Build of the Week: Multi-Agent Orchestration with LangGraph

This is the first entry in our Build of the Week series, where we break down real multi-agent systems — not toy demos, not “hello world” chatbots. Working systems that solve actual problems.

This week: building a multi-agent orchestration system with LangGraph. We’ll wire up a supervisor agent that routes tasks to specialist workers, manages shared state, and handles failures gracefully.

Why LangGraph

LangGraph is LangChain’s framework for building stateful, multi-actor applications with LLMs. Unlike simple chain-of-thought pipelines, LangGraph gives you:

Graph-based control flow — agents are nodes, edges define routing logic
Persistent state — shared state object that flows between nodes
Cycles and conditionals — agents can loop, retry, and branch
Built-in checkpointing — resume from any point in the graph

If you’ve built multi-agent systems with raw API calls (like we do in the Agent Tree stack), you know the pain of managing state, routing, and error handling yourself. LangGraph abstracts the hard parts while keeping you in control of the logic.

The Architecture

We’re building a system with three agents:

Supervisor — receives user requests, decides which specialist to invoke, verifies results
Researcher — searches the web, summarizes findings, returns structured data
Coder — writes and tests code based on specifications

User Request
    │
    ▼
┌──────────┐
│Supervisor│◄──────────────────────┐
│  (GPT-4) │                       │
└────┬─────┘                       │
     │                             │
     ├─── "needs research" ───►┌───┴──────┐
     │                         │Researcher│
     │                         │ (Sonnet) │
     │                         └──────────┘
     │
     └─── "needs code" ──────►┌──────────┐
                               │  Coder   │
                               │ (Haiku)  │
                               └──────────┘

The supervisor doesn’t do the work. It decides who does the work, inspects the output, and either routes to the next step or sends feedback for another pass.

Step 1: Define the State

Every LangGraph application starts with a state schema. This is the shared context that flows between all nodes.
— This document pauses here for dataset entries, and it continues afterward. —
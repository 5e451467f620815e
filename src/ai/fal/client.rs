use crate::{Error, Result};
use reqwest::{Client, StatusCode};
use serde::de::DeserializeOwned;
use serde::Serialize;
use std::time::Duration;

pub const DEFAULT_BASE_URL: &str = "https://fal.run";

/// Thin client for fal.ai's synchronous `POST /{model}` endpoint.
pub struct FalHttpClient {
    pub(crate) client: Client,
    pub(crate) api_key: String,
    pub(crate) base_url: String,
    timeout: Duration,
}

impl FalHttpClient {
    pub fn new_with_client(
        api_key: String,
        base_url: String,
        timeout: Duration,
        client: Client,
    ) -> Self {
        Self {
            client,
            api_key,
            base_url: base_url.trim_end_matches('/').to_string(),
            timeout,
        }
    }

    /// Runs `model` with `arguments` and waits for the result.
    pub async fn run<Req: Serialize, Resp: DeserializeOwned>(
        &self,
        model: &str,
        arguments: &Req,
    ) -> Result<Resp> {
        let url = format!("{}/{}", self.base_url, model.trim_start_matches('/'));
        tracing::debug!("Submitting fal.ai request to {}", model);

        let response = self
            .client
            .post(&url)
            .timeout(self.timeout)
            .header("Authorization", format!("Key {}", self.api_key))
            .json(arguments)
            .send()
            .await
            .map_err(|e| {
                tracing::error!("Failed to send request to fal.ai: {}", e);
                e
            })?;

        let status = response.status();
        if !status.is_success() {
            let error_text = response.text().await?;
            tracing::error!("fal.ai error (status {}): {}", status, error_text);
            let message = format!("fal.ai error (status {}): {}", status, error_text);
            return Err(if status == StatusCode::TOO_MANY_REQUESTS {
                Error::RateLimited(message)
            } else {
                Error::AiProvider(message)
            });
        }

        let body = response.text().await?;
        serde_json::from_str(&body).map_err(|e| {
            tracing::error!("Failed to parse fal.ai response: {}\nBody: {}", e, body);
            Error::AiProvider(format!("Failed to parse fal.ai response: {}", e))
        })
    }
}
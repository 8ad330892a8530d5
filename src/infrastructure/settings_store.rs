use crate::domain::models::{SETTINGS_SCHEMA, UserSettings};
use crate::infrastructure::error::InfraError;
use std::fs;
use std::path::{Path, PathBuf};

const SETTINGS_JSON: &str = "settings.json";

pub fn settings_path(data_dir: &Path) -> PathBuf {
    data_dir.join(SETTINGS_JSON)
}

pub fn ensure_default_settings(data_dir: &Path) -> Result<(), InfraError> {
    let path = settings_path(data_dir);
    if !path.exists() {
        write_settings_file(&path, &UserSettings::default())?;
    }
    Ok(())
}

pub fn load_settings(data_dir: &Path) -> Result<UserSettings, InfraError> {
    let path = settings_path(data_dir);
    let raw = fs::read_to_string(&path)?;
    let parsed: serde_json::Value = serde_json::from_str(&raw)?;
    let schema = parsed
        .get("schema")
        .and_then(serde_json::Value::as_u64)
        .ok_or_else(|| {
            InfraError::InvalidInput(format!("missing schema in {}", path.display()))
        })?;
    if schema != u64::from(SETTINGS_SCHEMA) {
        return Err(InfraError::InvalidInput(format!(
            "unsupported schema {} in {}",
            schema,
            path.display()
        )));
    }
    Ok(serde_json::from_value(parsed)?)
}

pub fn save_settings(data_dir: &Path, settings: &UserSettings) -> Result<(), InfraError> {
    write_settings_file(&settings_path(data_dir), settings)
}

pub fn export_document(settings: &UserSettings) -> Result<String, InfraError> {
    Ok(serde_json::to_string_pretty(settings)?)
}

/// Minimal shape check before an import replaces the whole aggregate: the
/// document must at least carry a numeric cycle length and a history array.
pub fn parse_import_payload(payload: &str) -> Result<UserSettings, InfraError> {
    let value: serde_json::Value = serde_json::from_str(payload)?;
    if !value
        .get("cycle_length")
        .map(serde_json::Value::is_number)
        .unwrap_or(false)
    {
        return Err(InfraError::InvalidInput(
            "import document must carry a numeric cycle_length".to_string(),
        ));
    }
    if !value
        .get("cycle_history")
        .map(serde_json::Value::is_array)
        .unwrap_or(false)
    {
        return Err(InfraError::InvalidInput(
            "import document must carry a cycle_history array".to_string(),
        ));
    }
    Ok(serde_json::from_value(value)?)
}

fn write_settings_file(path: &Path, settings: &UserSettings) -> Result<(), InfraError> {
    let formatted = serde_json::to_string_pretty(settings)?;
    fs::write(path, format!("{formatted}\n"))?;
    Ok(())
}

#[cfg(test)]
mod tests {
    use super::*;
    use chrono::NaiveDate;
    use std::sync::atomic::{AtomicUsize, Ordering};

    static NEXT_TEMP_DIR: AtomicUsize = AtomicUsize::new(0);

    struct TempDataDir {
        path: PathBuf,
    }

    impl TempDataDir {
        fn new() -> Self {
            let sequence = NEXT_TEMP_DIR.fetch_add(1, Ordering::Relaxed);
            let path = std::env::temp_dir().join(format!(
                "fasting-cycles-store-tests-{}-{}",
                std::process::id(),
                sequence
            ));
            fs::create_dir_all(&path).expect("create temp data dir");
            Self { path }
        }
    }

    impl Drop for TempDataDir {
        fn drop(&mut self) {
            let _ = fs::remove_dir_all(&self.path);
        }
    }

    #[test]
    fn ensure_writes_defaults_once() {
        let dir = TempDataDir::new();
        ensure_default_settings(&dir.path).expect("ensure defaults");
        let loaded = load_settings(&dir.path).expect("load defaults");
        assert_eq!(loaded, UserSettings::default());

        let mut changed = loaded;
        changed.cycle_length = 31;
        save_settings(&dir.path, &changed).expect("save changed");
        ensure_default_settings(&dir.path).expect("ensure again");
        let reloaded = load_settings(&dir.path).expect("reload");
        assert_eq!(reloaded.cycle_length, 31);
    }

    #[test]
    fn save_and_load_roundtrip() {
        let dir = TempDataDir::new();
        let mut settings = UserSettings::default();
        settings.last_period_start =
            Some(NaiveDate::parse_from_str("2024-03-01", "%Y-%m-%d").expect("valid date"));
        save_settings(&dir.path, &settings).expect("save");
        let loaded = load_settings(&dir.path).expect("load");
        assert_eq!(loaded, settings);
    }

    #[test]
    fn load_rejects_unsupported_schema() {
        let dir = TempDataDir::new();
        fs::write(
            settings_path(&dir.path),
            "{\"schema\": 9, \"cycle_length\": 28}\n",
        )
        .expect("write file");
        assert!(load_settings(&dir.path).is_err());
    }

    #[test]
    fn import_payload_requires_shape() {
        assert!(parse_import_payload("{}").is_err());
        assert!(parse_import_payload("{\"cycle_length\": 28}").is_err());
        assert!(parse_import_payload("{\"cycle_length\": \"28\", \"cycle_history\": []}").is_err());

        let imported = parse_import_payload("{\"cycle_length\": 30, \"cycle_history\": []}")
            .expect("minimal import");
        assert_eq!(imported.cycle_length, 30);
        assert!(imported.cycle_history.is_empty());
    }

    #[test]
    fn export_then_import_is_identity() {
        let mut settings = UserSettings::default();
        settings.cycle_length = 29;
        settings.selected_plan_id = "custom-1".to_string();
        let document = export_document(&settings).expect("export");
        let imported = parse_import_payload(&document).expect("import");
        assert_eq!(imported, settings);
    }
}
from typing import TypedDict, Annotated, Sequence
from langchain_core.messages import BaseMessage
import operator

class AgentState(TypedDict):
    """Shared state across all agents in the graph."""
    messages: Annotated[Sequence[BaseMessage], operator.add]
    next_agent: str
    research_results: str
    code_output: str
    iteration_count: int
    task_complete: bool

Key design decisions here:

messages uses the operator.add reducer — new messages append rather than replace
next_agent is the routing key the supervisor sets
iteration_count prevents infinite loops (critical — we’ll set a max of 3)
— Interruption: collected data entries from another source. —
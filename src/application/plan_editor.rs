use crate::domain::models::{FastingRule, FastingTypeId, RuleEnd, UserSettings};
use crate::infrastructure::error::InfraError;

/// Canonical cycle length used as the editing canvas. Stored plans still
/// apply to whatever cycle length is active at evaluation time through the
/// open-ended terminal rule.
pub const EDIT_HORIZON_DAYS: u32 = 28;

const DEFAULT_NEW_RULE_SPAN: u32 = 5;

pub fn step_size(settings: &UserSettings, fasting_type: &FastingTypeId) -> u32 {
    settings
        .resolve_fasting_type(fasting_type)
        .map(|def| def.step_size())
        .unwrap_or(1)
}

/// Rebuild a draft rule list into a valid one: starts are derived (the first
/// rule is pinned to day 1, every later rule starts right after its
/// predecessor), ends are clamped into the horizon while reserving one day
/// for each remaining rule, and every concrete duration is snapped to the
/// nearest positive multiple of its type's step size. Only the terminal rule
/// keeps an open end; open ends earlier in the list are repaired to concrete
/// days. Running the pass twice yields the same list as running it once.
pub fn normalize_rules(
    rules: &[FastingRule],
    settings: &UserSettings,
    horizon: u32,
) -> Vec<FastingRule> {
    let horizon = horizon.max(1);
    let count = rules.len();
    let mut normalized = Vec::with_capacity(count);
    let mut next_start = 1u32;

    for (index, rule) in rules.iter().enumerate() {
        let day_start = next_start;
        let is_last = index + 1 == count;

        if is_last && rule.day_end == RuleEnd::Open {
            let mut kept = rule.clone();
            kept.day_start = day_start;
            normalized.push(kept);
            break;
        }

        let step = step_size(settings, &rule.fasting_type);
        let remaining = (count - index - 1) as u32;
        let max_end = horizon.saturating_sub(remaining).max(day_start);
        let requested_end = match rule.day_end {
            RuleEnd::Day(day) => day,
            RuleEnd::Open => horizon,
        };

        let clamped_end = requested_end.clamp(day_start, max_end);
        let mut duration = snap_duration(clamped_end - day_start + 1, step);
        // Snapping to the nearest multiple can overrun the reservation; step
        // back down to the minimum of one step.
        while duration > step && day_start + duration - 1 > max_end {
            duration -= step;
        }

        let day_end = day_start + duration - 1;
        normalized.push(FastingRule {
            day_start,
            day_end: RuleEnd::Day(day_end),
            fasting_type: rule.fasting_type.clone(),
            description: rule.description.clone(),
        });
        next_start = day_end + 1;
    }

    normalized
}

/// Nearest positive multiple of `step`, never below one step.
pub fn snap_duration(duration: u32, step: u32) -> u32 {
    let step = step.max(1);
    ((duration + step / 2) / step).max(1) * step
}

/// Append a default rule right after the last one. When the horizon is full,
/// a prior rule with more than one step of slack donates exactly one step;
/// otherwise the add fails without touching the draft.
pub fn add_rule(
    rules: &[FastingRule],
    settings: &UserSettings,
    horizon: u32,
) -> Result<Vec<FastingRule>, InfraError> {
    let horizon = horizon.max(1);
    let mut updated = normalize_rules(rules, settings, horizon);

    let Some(last) = updated.last_mut() else {
        let first = default_rule(1, DEFAULT_NEW_RULE_SPAN.min(horizon));
        return Ok(normalize_rules(&[first], settings, horizon));
    };

    let last_end = last.day_end.resolve(horizon);
    if last_end < horizon {
        let day_start = last_end + 1;
        let day_end = (day_start + DEFAULT_NEW_RULE_SPAN - 1).min(horizon);
        updated.push(default_rule(day_start, day_end));
        return Ok(normalize_rules(&updated, settings, horizon));
    }

    let step = step_size(settings, &last.fasting_type);
    let span = last_end + 1 - last.day_start;
    if span <= step {
        return Err(InfraError::NoRoomForRule);
    }

    // Shrinking an open-ended terminal rule makes its end concrete; the new
    // rule becomes the terminal range.
    let shrunk_end = last_end - step;
    last.day_end = RuleEnd::Day(shrunk_end);
    updated.push(default_rule(shrunk_end + 1, horizon));
    Ok(normalize_rules(&updated, settings, horizon))
}

pub fn remove_rule(
    rules: &[FastingRule],
    index: usize,
    settings: &UserSettings,
    horizon: u32,
) -> Result<Vec<FastingRule>, InfraError> {
    if index >= rules.len() {
        return Err(rule_index_error(index));
    }
    let mut updated = rules.to_vec();
    updated.remove(index);
    Ok(normalize_rules(&updated, settings, horizon))
}

/// Starts are derived, so editing one is really editing the end of the rule
/// before it. The first rule is pinned to day 1.
pub fn set_rule_start(
    rules: &[FastingRule],
    index: usize,
    day: u32,
    settings: &UserSettings,
    horizon: u32,
) -> Result<Vec<FastingRule>, InfraError> {
    if index >= rules.len() {
        return Err(rule_index_error(index));
    }
    if index == 0 {
        return Err(InfraError::InvalidInput(
            "the first rule always starts on day 1".to_string(),
        ));
    }
    set_rule_end(rules, index - 1, day.max(2) - 1, settings, horizon)
}

pub fn set_rule_end(
    rules: &[FastingRule],
    index: usize,
    day: u32,
    settings: &UserSettings,
    horizon: u32,
) -> Result<Vec<FastingRule>, InfraError> {
    if index >= rules.len() {
        return Err(rule_index_error(index));
    }
    let mut updated = rules.to_vec();
    updated[index].day_end = RuleEnd::Day(day.max(1));
    Ok(normalize_rules(&updated, settings, horizon))
}

pub fn set_rule_type(
    rules: &[FastingRule],
    index: usize,
    fasting_type: FastingTypeId,
    settings: &UserSettings,
    horizon: u32,
) -> Result<Vec<FastingRule>, InfraError> {
    if index >= rules.len() {
        return Err(rule_index_error(index));
    }
    let mut updated = rules.to_vec();
    updated[index].fasting_type = fasting_type;
    Ok(normalize_rules(&updated, settings, horizon))
}

/// Switch the terminal rule between an open end and a concrete one. The
/// horizon's last day stands in as the placeholder while the sentinel is off.
pub fn toggle_open_end(
    rules: &[FastingRule],
    index: usize,
    settings: &UserSettings,
    horizon: u32,
) -> Result<Vec<FastingRule>, InfraError> {
    if index >= rules.len() {
        return Err(rule_index_error(index));
    }
    if index + 1 != rules.len() {
        return Err(InfraError::InvalidInput(
            "only the last rule can run to the end of the cycle".to_string(),
        ));
    }
    let horizon = horizon.max(1);
    let mut updated = rules.to_vec();
    updated[index].day_end = match updated[index].day_end {
        RuleEnd::Open => RuleEnd::Day(horizon),
        RuleEnd::Day(_) => RuleEnd::Open,
    };
    Ok(normalize_rules(&updated, settings, horizon))
}

fn default_rule(day_start: u32, day_end: u32) -> FastingRule {
    FastingRule {
        day_start,
        day_end: RuleEnd::Day(day_end.max(day_start)),
        fasting_type: FastingTypeId::Standard,
        description: None,
    }
}

fn rule_index_error(index: usize) -> InfraError {
    InfraError::InvalidInput(format!("no rule at index {index}"))
}
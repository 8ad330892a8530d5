fn main() {
    if std::env::var_os("CARGO_FEATURE_DESKTOP").is_some() {
        tauri_build::build()
    }
}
Step 2: Build the Specialist Agents

Each specialist is a function that takes the state, does its work, and returns an updated state.

The Researcher

from langchain_openai import ChatOpenAI
from langchain_core.messages import HumanMessage, AIMessage
from langchain_community.tools import TavilySearchResults

search_tool = TavilySearchResults(max_results=5)

research_llm = ChatOpenAI(
    model="claude-sonnet-4-20250514",  # Good at synthesis
    temperature=0.1,
)

def researcher_node(state: AgentState) -> dict:
    """Research agent — searches web and synthesizes findings."""
    messages = state["messages"]
    last_message = messages[-1].content

    # Execute search
    search_results = search_tool.invoke(last_message)

    # Synthesize with LLM
    synthesis_prompt = f"""You are a research specialist. Synthesize these search results
    into a clear, structured summary. Include sources.

    Query: {last_message}
    Results: {search_results}

    Return a structured summary with key findings and source URLs."""
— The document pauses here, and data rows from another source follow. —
use crate::application::cycle_tracker::current_cycle_day;
use crate::domain::models::{
    FastingRule, FastingSlot, FastingTypeDef, FastingTypeId, UserSettings,
};
use chrono::NaiveDate;
use serde::Serialize;

pub const NO_SCHEDULED_FASTING: &str = "No scheduled fasting.";

/// First rule whose range contains the cycle day. Normalization keeps plan
/// ranges non-overlapping, but imported plans may not be; first match wins.
pub fn active_rule<'a>(
    rules: &'a [FastingRule],
    cycle_day: u32,
    cycle_length: u32,
) -> Option<&'a FastingRule> {
    rules
        .iter()
        .find(|rule| rule.contains(cycle_day, cycle_length))
}

/// Where today falls inside a rule's recurring fasting window, plus the
/// rendered fasting intervals.
#[derive(Debug, Clone, Serialize, PartialEq, Eq)]
pub struct SlotProjection {
    pub window_length_days: u32,
    pub window_day_index: u32,
    pub slot_descriptions: Vec<String>,
}

pub fn project_slots(def: &FastingTypeDef, cycle_day: u32, rule_day_start: u32) -> SlotProjection {
    let window_length_days = def.window_length_days();
    let days_into_rule = cycle_day.saturating_sub(rule_day_start);
    let window_day_index = days_into_rule % window_length_days;

    let slot_descriptions = if def.slots.is_empty() {
        vec![NO_SCHEDULED_FASTING.to_string()]
    } else {
        def.slots
            .iter()
            .map(|slot| describe_slot(slot, window_length_days))
            .collect()
    };

    SlotProjection {
        window_length_days,
        window_day_index,
        slot_descriptions,
    }
}

#[derive(Debug, Clone, Serialize, PartialEq, Eq)]
pub struct Advice {
    pub title: String,
    pub text: String,
}

/// Display guidance for the active rule. Custom types and stale references
/// both land on the generic "Flow" rendering instead of an error.
pub fn advice_for(
    rule: &FastingRule,
    def: Option<&FastingTypeDef>,
    settings: &UserSettings,
) -> Advice {
    match &rule.fasting_type {
        FastingTypeId::NoFasting => Advice {
            title: "Nourish".to_string(),
            text: "Focus on nutrient-dense foods. No fasting recommended.".to_string(),
        },
        FastingTypeId::LimitHours => Advice {
            title: "Gentle Fast".to_string(),
            text: "Keep the fast gentle: 12 hours overnight at most.".to_string(),
        },
        FastingTypeId::Standard => Advice {
            title: "Power Fast".to_string(),
            text: format!(
                "Standard fasting window: stop eating at {}, eat again at {}.",
                settings.fasting_window_start, settings.fasting_window_end
            ),
        },
        FastingTypeId::Custom(_) => Advice {
            title: "Flow".to_string(),
            text: def
                .map(|def| def.description.clone())
                .or_else(|| rule.description.clone())
                .unwrap_or_default(),
        },
    }
}

/// How one calendar date renders in the month grid.
#[derive(Debug, Clone, Serialize, PartialEq, Eq)]
pub struct CalendarDayInfo {
    pub date: NaiveDate,
    pub cycle_day: u32,
    pub is_period: bool,
    #[serde(skip_serializing_if = "Option::is_none")]
    pub fasting_type_id: Option<String>,
    #[serde(skip_serializing_if = "Option::is_none")]
    pub color: Option<String>,
    pub no_fasting: bool,
}

/// Project the selected plan onto an arbitrary date. `None` until a period
/// has been logged.
pub fn calendar_day_info(settings: &UserSettings, date: NaiveDate) -> Option<CalendarDayInfo> {
    let last_start = settings.latest_period_start()?;
    let cycle_day = current_cycle_day(date, last_start, settings.cycle_length);
    let plan = settings.selected_plan();
    let rule = active_rule(&plan.rules, cycle_day, settings.cycle_length);
    let def = rule.and_then(|rule| settings.resolve_fasting_type(&rule.fasting_type));

    Some(CalendarDayInfo {
        date,
        cycle_day,
        is_period: cycle_day <= settings.period_length,
        fasting_type_id: rule.map(|rule| rule.fasting_type.as_str().to_string()),
        color: def.map(|def| def.color),
        no_fasting: rule
            .map(|rule| rule.fasting_type == FastingTypeId::NoFasting)
            .unwrap_or(false),
    })
}

fn describe_slot(slot: &FastingSlot, window_length_days: u32) -> String {
    if window_length_days > 1 {
        format!(
            "Day {} {} to Day {} {}",
            slot.start_day_offset + 1,
            slot.start_time,
            slot.end_day_offset + 1,
            slot.end_time
        )
    } else {
        format!("{} to {}", slot.start_time, slot.end_time)
    }
}
use crate::domain::models::CycleEntry;
use chrono::{Duration, NaiveDate};

pub const MAX_HISTORY_ENTRIES: usize = 24;

// Gaps and durations outside these exclusive bounds are treated as logging
// noise and excluded from the averages.
const MIN_CYCLE_GAP_DAYS: i64 = 15;
const MAX_CYCLE_GAP_DAYS: i64 = 60;
const MIN_PERIOD_DAYS: i64 = 1;
const MAX_PERIOD_DAYS: i64 = 15;

/// Insert one entry into the ledger: newest-first order, one entry per start
/// date, capped to the most recent `MAX_HISTORY_ENTRIES`. When two entries
/// share a start date the kept one absorbs the end date and plan snapshot the
/// other carries.
pub fn merge_history(history: &[CycleEntry], entry: CycleEntry) -> Vec<CycleEntry> {
    let mut merged = Vec::with_capacity(history.len() + 1);
    merged.push(entry);
    merged.extend(history.iter().cloned());
    merged.sort_by(|left, right| right.start_date.cmp(&left.start_date));
    merged.dedup_by(|removed, kept| {
        if removed.start_date != kept.start_date {
            return false;
        }
        if kept.end_date.is_none() {
            kept.end_date = removed.end_date.take();
        }
        if kept.plan_snapshot.is_none() {
            kept.plan_snapshot = removed.plan_snapshot.take();
        }
        true
    });
    merged.truncate(MAX_HISTORY_ENTRIES);
    merged
}

/// Attach an end date to the most recent entry that started on or before it.
/// Returns `None` when no entry qualifies.
pub fn attach_period_end(history: &[CycleEntry], end_date: NaiveDate) -> Option<Vec<CycleEntry>> {
    let index = history
        .iter()
        .position(|entry| entry.start_date <= end_date)?;
    let mut updated = history.to_vec();
    updated[index].end_date = Some(end_date);
    Some(updated)
}

/// Rounded mean of the gaps between consecutive period starts, ignoring
/// outliers. `None` when no gap qualifies.
pub fn average_cycle_length(history: &[CycleEntry]) -> Option<u32> {
    let gaps = history
        .windows(2)
        .map(|pair| (pair[0].start_date - pair[1].start_date).num_days())
        .filter(|gap| *gap > MIN_CYCLE_GAP_DAYS && *gap < MAX_CYCLE_GAP_DAYS)
        .collect::<Vec<_>>();
    rounded_mean(&gaps)
}

/// Rounded mean of recorded period durations, ignoring outliers.
pub fn average_period_length(history: &[CycleEntry]) -> Option<u32> {
    let durations = history
        .iter()
        .filter_map(CycleEntry::period_days)
        .filter(|days| *days > MIN_PERIOD_DAYS && *days < MAX_PERIOD_DAYS)
        .collect::<Vec<_>>();
    rounded_mean(&durations)
}

/// 1-indexed day within the recurring cycle, always in `[1, cycle_length]`
/// whichever side of the start date the target date falls on.
pub fn current_cycle_day(date: NaiveDate, last_start: NaiveDate, cycle_length: u32) -> u32 {
    let length = i64::from(cycle_length.max(1));
    let diff = (date - last_start).num_days();
    (diff.rem_euclid(length) + 1) as u32
}

pub fn days_since_start(date: NaiveDate, last_start: NaiveDate) -> i64 {
    (date - last_start).num_days()
}

/// First projected period start strictly after the given date, assuming the
/// cycle keeps its current length.
pub fn next_period_estimate(
    date: NaiveDate,
    last_start: NaiveDate,
    cycle_length: u32,
) -> NaiveDate {
    let length = i64::from(cycle_length.max(1));
    let completed = (date - last_start).num_days().div_euclid(length);
    last_start + Duration::days((completed + 1) * length)
}

fn rounded_mean(values: &[i64]) -> Option<u32> {
    if values.is_empty() {
        return None;
    }
    let sum: i64 = values.iter().sum();
    Some((sum as f64 / values.len() as f64).round() as u32)
}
    response = research_llm.invoke([HumanMessage(content=synthesis_prompt)])

    return {
        "messages": [AIMessage(content=f"[Researcher] {response.content}")],
        "research_results": response.content,
    }

The Coder

coder_llm = ChatOpenAI(
    model="claude-haiku-4-20250414",  # Fast, cheap, good at defined tasks
    temperature=0.0,
)

def coder_node(state: AgentState) -> dict:
    """Coding agent — writes code based on specifications."""
    messages = state["messages"]
    research = state.get("research_results", "")

    code_prompt = f"""You are a coding specialist. Write clean, tested Python code
    based on the following conversation and research context.

    Research context: {research}

    Requirements from conversation:
    {messages[-1].content}

    Return the code with inline comments and a brief explanation of your approach.
    Include error handling and type hints."""

    response = coder_llm.invoke([HumanMessage(content=code_prompt)])

    return {
        "messages": [AIMessage(content=f"[Coder] {response.content}")],
        "code_output": response.content,
    }

Notice the model selection: Sonnet for research (needs synthesis and judgment), Haiku for coding (well-defined task, speed matters). This is the model routing strategy in action — use the cheapest model that can do the job well.

Step 3: Build the Supervisor

The supervisor is the brain. It looks at the current state and decides what happens next.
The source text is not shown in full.